This is the final Conditions Report for the 2020 season. All of this year’s reports and updates, as well as reports from previous years, are archived on our Conditions Reports Index Page. However, this may not be the last time you hear from us between now and next season. If significant news and events of interest occur before the first Conditions Report of 2021, we will communicate these to electronic newsletter subscribers via the GovDelivery system. As always, please reach out with concerns or observations about forest health through our on-line reporting form or by calling (207) 287-2431.

The MFS Forest Health and Monitoring group thank you for your continued interest in and contributions to these reports. We value your participation as a critical part of the forest health monitoring network and wish you a healthy, safe and comfortable fall and winter.
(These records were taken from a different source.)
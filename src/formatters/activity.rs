// ABOUTME: Activity summary formatter producing the multi-section activity report
// ABOUTME: Handles alias fallback chains, timestamp normalization, and custom fields
//
// SPDX-License-Identifier: MIT OR Apache-2.0
// Copyright (c) 2025 Intervals MCP Server contributors

//! Activity summary formatting

use chrono::{DateTime, NaiveDateTime};
use serde_json::Value;

use super::custom_fields::{detect_custom_fields, format_custom_fields};
use super::{lookup, render_value, text_or, Payload};

/// Activity fields already rendered through a dedicated report slot.
/// Anything else that looks camelCase is surfaced as a custom field.
const KNOWN_ACTIVITY_FIELDS: &[&str] = &[
    "name",
    "id",
    "type",
    "startTime",
    "start_date",
    "description",
    "distance",
    "duration",
    "elapsed_time",
    "moving_time",
    "elevationGain",
    "total_elevation_gain",
    "total_elevation_loss",
    "perceived_exertion",
    "icu_rpe",
    "feel",
    "avgPower",
    "icu_average_watts",
    "average_watts",
    "icu_weighted_avg_watts",
    "trainingLoad",
    "icu_training_load",
    "icu_ftp",
    "icu_joules",
    "icu_intensity",
    "icu_power_hr",
    "icu_variability_index",
    "avgHr",
    "average_heartrate",
    "max_heartrate",
    "lthr",
    "icu_resting_hr",
    "decoupling",
    "average_cadence",
    "calories",
    "average_speed",
    "max_speed",
    "average_stride",
    "avg_lr_balance",
    "icu_weight",
    "session_rpe",
    "trainer",
    "average_temp",
    "min_temp",
    "max_temp",
    "average_wind_speed",
    "headwind_percent",
    "tailwind_percent",
    "icu_ctl",
    "icu_atl",
    "trimp",
    "polarization_index",
    "power_load",
    "hr_load",
    "pace_load",
    "icu_efficiency_factor",
    "device_name",
    "power_meter",
    "file_type",
];

/// Reformat a full timestamp as `YYYY-MM-DD HH:MM:SS`. A trailing `Z` means
/// UTC. Returns `None` when the string does not parse; callers keep the raw
/// value in that case.
fn parse_timestamp(raw: &str) -> Option<String> {
    let normalized = raw.replace('Z', "+00:00");
    if let Ok(dt) = DateTime::parse_from_rfc3339(&normalized) {
        return Some(dt.format("%Y-%m-%d %H:%M:%S").to_string());
    }
    normalized
        .parse::<NaiveDateTime>()
        .ok()
        .map(|dt| dt.format("%Y-%m-%d %H:%M:%S").to_string())
}

/// Format the activity start time. Only strings longer than 10 characters
/// carry a time component worth parsing; pure dates pass through unchanged,
/// and so does anything that fails to parse.
fn format_start_time(activity: &Payload) -> String {
    let Some(value) = lookup(activity, &["startTime", "start_date"]) else {
        return "Unknown".into();
    };
    if let Value::String(raw) = value {
        if raw.len() > 10 {
            return parse_timestamp(raw).unwrap_or_else(|| raw.clone());
        }
        return raw.clone();
    }
    render_value(value)
}

/// Format perceived exertion, scaled `/10` when numeric.
fn format_rpe(activity: &Payload) -> String {
    lookup(activity, &["perceived_exertion", "icu_rpe"]).map_or_else(
        || "N/A".into(),
        |value| match value {
            Value::Number(n) => format!("{n}/10"),
            other => render_value(other),
        },
    )
}

/// Format the feel value, scaled `/5` when it is an integer code.
fn format_feel(activity: &Payload) -> String {
    activity
        .get("feel")
        .filter(|value| !value.is_null())
        .map_or_else(
            || "N/A".into(),
            |value| match value {
                Value::Number(n) if n.is_i64() || n.is_u64() => format!("{n}/5"),
                other => render_value(other),
            },
        )
}

/// Format an activity into a readable multi-section report.
#[must_use]
pub fn format_activity_summary(activity: &Payload) -> String {
    let name = text_or(activity, &["name"], "Unnamed");
    let id = text_or(activity, &["id"], "N/A");
    let activity_type = text_or(activity, &["type"], "Unknown");
    let start_time = format_start_time(activity);
    let description = text_or(activity, &["description"], "N/A");
    let distance = text_or(activity, &["distance"], "0");
    let duration = text_or(activity, &["duration", "elapsed_time"], "0");
    let moving_time = text_or(activity, &["moving_time"], "N/A");
    let elevation_gain = text_or(activity, &["elevationGain", "total_elevation_gain"], "0");
    let elevation_loss = text_or(activity, &["total_elevation_loss"], "N/A");

    let mut report = format!(
        "\nActivity: {name}\n\
         ID: {id}\n\
         Type: {activity_type}\n\
         Date: {start_time}\n\
         Description: {description}\n\
         Distance: {distance} meters\n\
         Duration: {duration} seconds\n\
         Moving Time: {moving_time} seconds\n\
         Elevation Gain: {elevation_gain} meters\n\
         Elevation Loss: {elevation_loss} meters\n"
    );

    let avg_power = text_or(
        activity,
        &["avgPower", "icu_average_watts", "average_watts"],
        "N/A",
    );
    let weighted_power = text_or(activity, &["icu_weighted_avg_watts"], "N/A");
    let training_load = text_or(activity, &["trainingLoad", "icu_training_load"], "N/A");
    let ftp = text_or(activity, &["icu_ftp"], "N/A");
    let joules = text_or(activity, &["icu_joules"], "N/A");
    let intensity = text_or(activity, &["icu_intensity"], "N/A");
    let power_hr = text_or(activity, &["icu_power_hr"], "N/A");
    let variability = text_or(activity, &["icu_variability_index"], "N/A");

    report.push_str(&format!(
        "\nPower Data:\n\
         Average Power: {avg_power} watts\n\
         Weighted Avg Power: {weighted_power} watts\n\
         Training Load: {training_load}\n\
         FTP: {ftp} watts\n\
         Kilojoules: {joules}\n\
         Intensity: {intensity}\n\
         Power:HR Ratio: {power_hr}\n\
         Variability Index: {variability}\n"
    ));

    let avg_hr = text_or(activity, &["avgHr", "average_heartrate"], "N/A");
    let max_hr = text_or(activity, &["max_heartrate"], "N/A");
    let lthr = text_or(activity, &["lthr"], "N/A");
    let resting_hr = text_or(activity, &["icu_resting_hr"], "N/A");
    let decoupling = text_or(activity, &["decoupling"], "N/A");

    report.push_str(&format!(
        "\nHeart Rate Data:\n\
         Average Heart Rate: {avg_hr} bpm\n\
         Max Heart Rate: {max_hr} bpm\n\
         LTHR: {lthr} bpm\n\
         Resting HR: {resting_hr} bpm\n\
         Decoupling: {decoupling}\n"
    ));

    let cadence = text_or(activity, &["average_cadence"], "N/A");
    let calories = text_or(activity, &["calories"], "N/A");
    let avg_speed = text_or(activity, &["average_speed"], "N/A");
    let max_speed = text_or(activity, &["max_speed"], "N/A");
    let stride = text_or(activity, &["average_stride"], "N/A");
    let lr_balance = text_or(activity, &["avg_lr_balance"], "N/A");
    let weight = text_or(activity, &["icu_weight"], "N/A");
    let rpe = format_rpe(activity);
    let session_rpe = text_or(activity, &["session_rpe"], "N/A");
    let feel = format_feel(activity);

    report.push_str(&format!(
        "\nOther Metrics:\n\
         Cadence: {cadence} rpm\n\
         Calories: {calories}\n\
         Average Speed: {avg_speed} m/s\n\
         Max Speed: {max_speed} m/s\n\
         Average Stride: {stride}\n\
         L/R Balance: {lr_balance}\n\
         Weight: {weight} kg\n\
         RPE: {rpe}\n\
         Session RPE: {session_rpe}\n\
         Feel: {feel}\n"
    ));

    let trainer = text_or(activity, &["trainer"], "N/A");
    let avg_temp = text_or(activity, &["average_temp"], "N/A");
    let min_temp = text_or(activity, &["min_temp"], "N/A");
    let max_temp = text_or(activity, &["max_temp"], "N/A");
    let wind_speed = text_or(activity, &["average_wind_speed"], "N/A");
    let headwind = text_or(activity, &["headwind_percent"], "N/A");
    let tailwind = text_or(activity, &["tailwind_percent"], "N/A");

    report.push_str(&format!(
        "\nEnvironment:\n\
         Trainer: {trainer}\n\
         Average Temp: {avg_temp}°C\n\
         Min Temp: {min_temp}°C\n\
         Max Temp: {max_temp}°C\n\
         Avg Wind Speed: {wind_speed} km/h\n\
         Headwind %: {headwind}%\n\
         Tailwind %: {tailwind}%\n"
    ));

    let ctl = text_or(activity, &["icu_ctl"], "N/A");
    let atl = text_or(activity, &["icu_atl"], "N/A");
    let trimp = text_or(activity, &["trimp"], "N/A");
    let polarization = text_or(activity, &["polarization_index"], "N/A");
    let power_load = text_or(activity, &["power_load"], "N/A");
    let hr_load = text_or(activity, &["hr_load"], "N/A");
    let pace_load = text_or(activity, &["pace_load"], "N/A");
    let efficiency = text_or(activity, &["icu_efficiency_factor"], "N/A");

    report.push_str(&format!(
        "\nTraining Metrics:\n\
         Fitness (CTL): {ctl}\n\
         Fatigue (ATL): {atl}\n\
         TRIMP: {trimp}\n\
         Polarization Index: {polarization}\n\
         Power Load: {power_load}\n\
         HR Load: {hr_load}\n\
         Pace Load: {pace_load}\n\
         Efficiency Factor: {efficiency}\n"
    ));

    let device = text_or(activity, &["device_name"], "N/A");
    let power_meter = text_or(activity, &["power_meter"], "N/A");
    let file_type = text_or(activity, &["file_type"], "N/A");

    report.push_str(&format!(
        "\nDevice Info:\n\
         Device: {device}\n\
         Power Meter: {power_meter}\n\
         File Type: {file_type}"
    ));

    let custom_lines = format_custom_fields(&detect_custom_fields(activity, KNOWN_ACTIVITY_FIELDS));
    if !custom_lines.is_empty() {
        report.push_str("\n\nCustom Fields:\n");
        report.push_str(&custom_lines.join("\n"));
    }

    report
}

#[cfg(test)]
mod tests {
    use super::*;
    use serde_json::json;

    fn as_map(value: serde_json::Value) -> Payload {
        value.as_object().map(Clone::clone).unwrap_or_default()
    }

    #[test]
    fn test_start_time_parses_full_timestamp() {
        let activity = as_map(json!({"startTime": "2024-01-01T08:00:00Z"}));
        assert_eq!(format_start_time(&activity), "2024-01-01 08:00:00");
    }

    #[test]
    fn test_start_time_passes_pure_dates_through() {
        let activity = as_map(json!({"start_date": "2024-01-01"}));
        assert_eq!(format_start_time(&activity), "2024-01-01");
    }

    #[test]
    fn test_start_time_preserves_unparseable_strings() {
        let activity = as_map(json!({"startTime": "yesterday morning"}));
        assert_eq!(format_start_time(&activity), "yesterday morning");
    }

    #[test]
    fn test_rpe_scaling() {
        let activity = as_map(json!({"perceived_exertion": 7}));
        assert_eq!(format_rpe(&activity), "7/10");
        let fallback = as_map(json!({"icu_rpe": 4.5}));
        assert_eq!(format_rpe(&fallback), "4.5/10");
        assert_eq!(format_rpe(&as_map(json!({}))), "N/A");
    }

    #[test]
    fn test_feel_scaling() {
        assert_eq!(format_feel(&as_map(json!({"feel": 3}))), "3/5");
        assert_eq!(format_feel(&as_map(json!({}))), "N/A");
    }
}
Upland Invasive Plant Detection in Maine – Stiltgrass

The first known Maine location of the invasive plant stiltgrass (Microstegium vimineum), also known as Japanese stiltgrass, was recently confirmed by Maine Department of Agriculture, Conservation and Forestry (DACF) staff at a nursery in York County. This severely invasive plant can be a significant threat to forest regeneration and increases wildfire risk. Previously, the closest known locations for stiltgrass were in New Hampshire. DACF urges landscape and nursery professionals, landowners, and land managers to carefully search properties for this invasive plant.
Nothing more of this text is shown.